Bettina Zourli, l’autrice du livre “Childfree, je ne veux pas d’enfant” et créatrice de contenu féministe sur le compte Instagram éponyme, nous explique aujourd’hui ce qu’est être Childfree et comment les injonctions à la maternité s’inscrivent dans notre société et impactent les femmes.
Le mouvement Childfree
Une personne childfree est une personne ayant fait le choix de ne pas avoir d'enfant, en accord avec un désir de ne pas être parent. Le terme “childfree”, qui a été créé en 1972 aux USA, s'oppose au mot "childless", qui veut dire sans enfant, mais qui n'incluait pas la notion de choix. La majorité des personnes childfree le vit comme un désir personnel, qui n'a aucune revendication politique, il s'agit simplement d'un désir interne, au même titre que celui de vouloir des enfants. Dans mon cas, c’est naturel pour moi de ne pas désirer d’enfant, mais c’est aussi un choix politique, si un jour je devais changer d'avis, je ne serai quand même pas mère, simplement parce que je refuse le modèle parental actuel, qui exacerbe les inégalités entre les genres (je suis une femme hétérosexuelle), qui précarise les femmes et qui les enferme dans une responsabilité à vie, responsabilité que n'ont pas les pères au même degré.
Les ventres des femmes et personnes perçues comme telles est un enjeu politique, social, économique, guerrier, même, et à ce titre, ne pas procréer peut être une revendication. Faire des enfants n’est alors plus vraiment un enjeu individuel, mais bien sociétal, économique et politique : un pays acquiert sa puissance aussi grâce au nombre d'habitants qu'il abrite ! Faire des enfants, c'est faire de la chair à travail et de la chair à canon, pour reprendre les propos des marxistes qui critiquent le système de production du capitalisme.

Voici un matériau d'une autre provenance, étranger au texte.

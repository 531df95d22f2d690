// SPDX-License-Identifier: PolyForm-Noncommercial-1.0.0
// Copyright (c) 2025 Sylvex. All rights reserved.

//! Session capability traits.
//!
//! The mirror engine never talks to a wire protocol directly. It consumes a
//! source-side capability (read attributes, enumerate children, subscribe to
//! value changes) and a target-side capability (create nodes, write values,
//! delete nodes), both injected at construction time. This keeps every
//! component testable against in-memory implementations and leaves the
//! OPC UA encoding, security channel, and session lifecycle to the transport
//! backend.
//!
//! # Design Principles
//!
//! - **Protocol agnostic**: the engine sees node identities and values only
//! - **Async first**: every capability call may block on the network
//! - **Thread safe**: implementations are `Send + Sync` for concurrent use
//!
//! # Example
//!
//! ```rust,ignore
//! async fn dump_root(source: &dyn SourceSession) -> SyncResult<()> {
//!     let root = source.root().await?;
//!     for child in source.children(&root).await? {
//!         let attrs = source.attributes(&child).await?;
//!         println!("{}: {}", child, attrs.display_name);
//!     }
//!     Ok(())
//! }
//! ```

use std::fmt;

use async_trait::async_trait;
use chrono::{DateTime, Utc};
use serde::{Deserialize, Serialize};
use tokio::sync::mpsc;

use crate::error::{EnumerationError, OperationError, ReadError, TransportError};
use crate::types::{NodeClass, NodeId, Value};

// =============================================================================
// NodeAttributes
// =============================================================================

/// The attribute set the mirror reads for every node.
#[derive(Debug, Clone, PartialEq, Eq, Serialize, Deserialize)]
pub struct NodeAttributes {
    /// Localized display name.
    pub display_name: String,

    /// Node class.
    pub class: NodeClass,
}

impl NodeAttributes {
    /// Creates a new attribute set.
    pub fn new(display_name: impl Into<String>, class: NodeClass) -> Self {
        Self {
            display_name: display_name.into(),
            class,
        }
    }
}

// =============================================================================
// Subscriptions
// =============================================================================

/// Server-side handle for an active value subscription.
#[derive(Debug, Clone, Copy, PartialEq, Eq, Hash, Serialize, Deserialize)]
pub struct SubscriptionHandle(pub u64);

impl SubscriptionHandle {
    /// Creates a new handle.
    #[inline]
    pub const fn new(id: u64) -> Self {
        Self(id)
    }

    /// Returns the raw handle value.
    #[inline]
    pub const fn value(&self) -> u64 {
        self.0
    }
}

impl fmt::Display for SubscriptionHandle {
    fn fmt(&self, f: &mut fmt::Formatter<'_>) -> fmt::Result {
        write!(f, "sub-{}", self.0)
    }
}

/// A single value-change notification from the source.
#[derive(Debug, Clone, PartialEq)]
pub struct ValueChange {
    /// The node whose value changed.
    pub node_id: NodeId,

    /// The new value.
    pub value: Value,

    /// When the change was observed.
    pub timestamp: DateTime<Utc>,
}

impl ValueChange {
    /// Creates a notification stamped with the current time.
    pub fn now(node_id: NodeId, value: Value) -> Self {
        Self {
            node_id,
            value,
            timestamp: Utc::now(),
        }
    }
}

/// An active value subscription.
///
/// Notifications arrive on `receiver`; the channel closing signals that the
/// source dropped the subscription (disconnect or teardown). The handle must
/// be passed back to [`SourceSession::unsubscribe`] to release server-side
/// resources.
#[derive(Debug)]
pub struct ValueSubscription {
    /// Server-side handle for this subscription.
    pub handle: SubscriptionHandle,

    /// The subscribed node.
    pub node_id: NodeId,

    /// Notification stream.
    pub receiver: mpsc::Receiver<ValueChange>,
}

// =============================================================================
// SourceSession
// =============================================================================

/// Read-side capability over the source server's address space.
///
/// # Error Contract
///
/// - `root` / `subscribe` fail only on transport problems
/// - `attributes` / `value` failures are per-node; the walker leaves the
///   field absent and keeps going
/// - `children` failures mark the node's snapshot `partial`
#[async_trait]
pub trait SourceSession: Send + Sync {
    /// Returns the root node of the subtree this session exposes.
    async fn root(&self) -> Result<NodeId, TransportError>;

    /// Reads the display name and class of a node.
    async fn attributes(&self, id: &NodeId) -> Result<NodeAttributes, ReadError>;

    /// Reads the current value of a Variable node.
    async fn value(&self, id: &NodeId) -> Result<Value, ReadError>;

    /// Enumerates the hierarchical children of a node, in browse order.
    async fn children(&self, id: &NodeId) -> Result<Vec<NodeId>, EnumerationError>;

    /// Opens a value-change subscription on a Variable node.
    async fn subscribe(&self, id: &NodeId) -> Result<ValueSubscription, TransportError>;

    /// Releases a subscription previously opened with `subscribe`.
    async fn unsubscribe(&self, handle: SubscriptionHandle) -> Result<(), TransportError>;
}

// =============================================================================
// TargetSession
// =============================================================================

/// Write-side capability over the target server's address space.
///
/// The applier is the only caller and serializes all mutations: the target
/// session is a single-writer resource and implementations never see two
/// concurrent operations from the engine.
#[async_trait]
pub trait TargetSession: Send + Sync {
    /// Creates an Object node under `parent` and returns its identity.
    async fn create_object(
        &self,
        parent: &NodeId,
        display_name: &str,
    ) -> Result<NodeId, OperationError>;

    /// Creates a Variable node under `parent` with an optional initial value.
    async fn create_variable(
        &self,
        parent: &NodeId,
        display_name: &str,
        value: Option<Value>,
    ) -> Result<NodeId, OperationError>;

    /// Writes a new value to an existing Variable node.
    async fn write_value(&self, id: &NodeId, value: &Value) -> Result<(), OperationError>;

    /// Deletes a node. Implementations delete any remaining descendants as
    /// well, but the applier always issues deletes children-first.
    async fn delete_node(&self, id: &NodeId) -> Result<(), OperationError>;
}

// =============================================================================
// Tests
// =============================================================================

#[cfg(test)]
mod tests {
    use super::*;

    #[test]
    fn subscription_handle_display() {
        assert_eq!(SubscriptionHandle::new(7).to_string(), "sub-7");
        assert_eq!(SubscriptionHandle::new(7).value(), 7);
    }

    #[test]
    fn value_change_is_timestamped() {
        let change = ValueChange::now(NodeId::numeric(2, 1), Value::Int32(42));
        assert_eq!(change.value, Value::Int32(42));
        assert!(change.timestamp <= Utc::now());
    }
}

La pression et la course à la maternité
L’été dernier, on découvrait via une étude que 13% des Français·e·s regrettent d'avoir un enfant2 ... Vouloir des enfants n’est donc pas une évidence. Et lorsqu’une femme ose en parler, en général, elle s’entend dire qu’elle est "égoïste" ou encore qu’elle va "forcément le regretter" mais aussi, on s’inquiète de savoir si elle n’a "pas peur de vieillir seule". Autant de phrases qui renvoient à une idée fausse qu'on se fait de la vie en communauté (on est tous.tes interconnecté·e·s, que j'ai des enfants ou non, je participe à la vie commune !) mais aussi à des frustrations personnelles des gens qui nous envoient ces phrases en pleine face. Ils essaient de se rassurer et de justifier leur choix, alors qu’en réalité et par exemple, il suffit de se rendre en Ehpad pour voir qu’avoir des enfants ne protège pas de la solitude.
Une femme qui contrôle son utérus est une femme qui fait peur …
C'est par là, par l'utérus, que les hommes ont réussi à justifier la domination sur les corps dits féminins.
L'anthropologue Françoise Héritier, qui a dédié sa carrière à travailler sur les sources de la domination masculine, explique que lorsqu'on a commencé à comprendre comment on faisait des enfants (ère du Néolithique selon certain·es historien·nes), on est passé de la phase "on vénère les femmes, elles sont magiques à pouvoir procréer" à "ah ouais mais en fait c'est la semence masculine qui remplit le trou féminin et qui crée des enfants" !
Mais un problème subsistait : si on est sûr·e que c'est bien l'enfant de sa mère, comment être sûr·e que le père est bien le père de l'enfant ?
De là serait née la privation de la liberté des femmes, qui, après avoir grandi sous l'autorité paternelle, passaient sous l'autorité conjugale. On a dénigré les femmes (en les disant moins intelligentes, pas capables de participer à la vie politique, ...) jusqu'à ce qu'elles pensent naturellement être inférieures. Jusqu'au siècle dernier, on n'avait pas le droit de voter, d'avoir un compte en banque, etc ... sans l'approbation de notre mari. Et pour ce qui est de la liberté à disposer de nos corps, celle-ci est constamment remise en question. Un besoin encore présent de gérer nos corps, notre capacité à procréer, qui subsiste depuis des siècles et des siècles.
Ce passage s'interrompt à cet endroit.